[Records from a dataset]
Start of Block

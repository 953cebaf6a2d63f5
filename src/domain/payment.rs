use super::ids::{AllocationId, ChargeId, LeaseId, OrganizationId, PaymentId};
use super::money::Money;
use chrono::{DateTime, Utc};
use serde::{Deserialize, Serialize};

/// Lease lookup record: only the owning organization matters here.
#[derive(Debug, Clone, PartialEq, Eq, Serialize, Deserialize)]
pub struct Lease {
    pub id: LeaseId,
    pub organization_id: OrganizationId,
}

/// An incoming payment, created by the payment-intake process.
///
/// `lease_id` is empty when intake has not tied the payment to a lease yet.
#[derive(Debug, Clone, PartialEq, Eq, Serialize, Deserialize)]
pub struct Payment {
    pub id: PaymentId,
    pub organization_id: OrganizationId,
    pub lease_id: Option<LeaseId>,
}

/// Ledger row linking a payment to one charge it paid.
#[derive(Debug, Clone, PartialEq, Serialize, Deserialize)]
pub struct PaymentAllocation {
    pub id: AllocationId,
    pub organization_id: OrganizationId,
    pub payment_id: PaymentId,
    pub charge_id: ChargeId,
    pub allocated_amount: Money,
    /// 0-based position within the payment's allocation set.
    pub allocation_order: u32,
    pub external_id: Option<String>,
    pub created_at: DateTime<Utc>,
    pub updated_at: DateTime<Utc>,
}

/// An allocation row before the store has assigned it an id.
#[derive(Debug, Clone, PartialEq)]
pub struct NewAllocation {
    pub organization_id: OrganizationId,
    pub payment_id: PaymentId,
    pub charge_id: ChargeId,
    pub allocated_amount: Money,
    pub allocation_order: u32,
    pub external_id: Option<String>,
}

impl NewAllocation {
    pub fn into_allocation(self, id: AllocationId, now: DateTime<Utc>) -> PaymentAllocation {
        PaymentAllocation {
            id,
            organization_id: self.organization_id,
            payment_id: self.payment_id,
            charge_id: self.charge_id,
            allocated_amount: self.allocated_amount,
            allocation_order: self.allocation_order,
            external_id: self.external_id,
            created_at: now,
            updated_at: now,
        }
    }
}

End of Block

To do
Please reproduce each entry above exactly as it reads.

Solution below
repository 953cebaf6a2d63f5
filename src/domain/payment.rs
use super::ids::{AllocationId, ChargeId, LeaseId, OrganizationId, PaymentId};
use super::money::Money;
use chrono::{DateTime, Utc};
use serde::{Deserialize, Serialize};

/// Lease lookup record: only the owning organization matters here.
#[derive(Debug, Clone, PartialEq, Eq, Serialize, Deserialize)]
pub struct Lease {
    pub id: LeaseId,
    pub organization_id: OrganizationId,
}

/// An incoming payment, created by the payment-intake process.
///
/// `lease_id` is empty when intake has not tied the payment to a lease yet.
#[derive(Debug, Clone, PartialEq, Eq, Serialize, Deserialize)]
pub struct Payment {
    pub id: PaymentId,
    pub organization_id: OrganizationId,
    pub lease_id: Option<LeaseId>,
}

/// Ledger row linking a payment to one charge it paid.
#[derive(Debug, Clone, PartialEq, Serialize, Deserialize)]
pub struct PaymentAllocation {
    pub id: AllocationId,
    pub organization_id: OrganizationId,
    pub payment_id: PaymentId,
    pub charge_id: ChargeId,
    pub allocated_amount: Money,
    /// 0-based position within the payment's allocation set.
    pub allocation_order: u32,
    pub external_id: Option<String>,
    pub created_at: DateTime<Utc>,
    pub updated_at: DateTime<Utc>,
}

/// An allocation row before the store has assigned it an id.
#[derive(Debug, Clone, PartialEq)]
pub struct NewAllocation {
    pub organization_id: OrganizationId,
    pub payment_id: PaymentId,
    pub charge_id: ChargeId,
    pub allocated_amount: Money,
    pub allocation_order: u32,
    pub external_id: Option<String>,
}

impl NewAllocation {
    pub fn into_allocation(self, id: AllocationId, now: DateTime<Utc>) -> PaymentAllocation {
        PaymentAllocation {
            id,
            organization_id: self.organization_id,
            payment_id: self.payment_id,
            charge_id: self.charge_id,
            allocated_amount: self.allocated_amount,
            allocation_order: self.allocation_order,
            external_id: self.external_id,
            created_at: now,
            updated_at: now,
        }
    }
}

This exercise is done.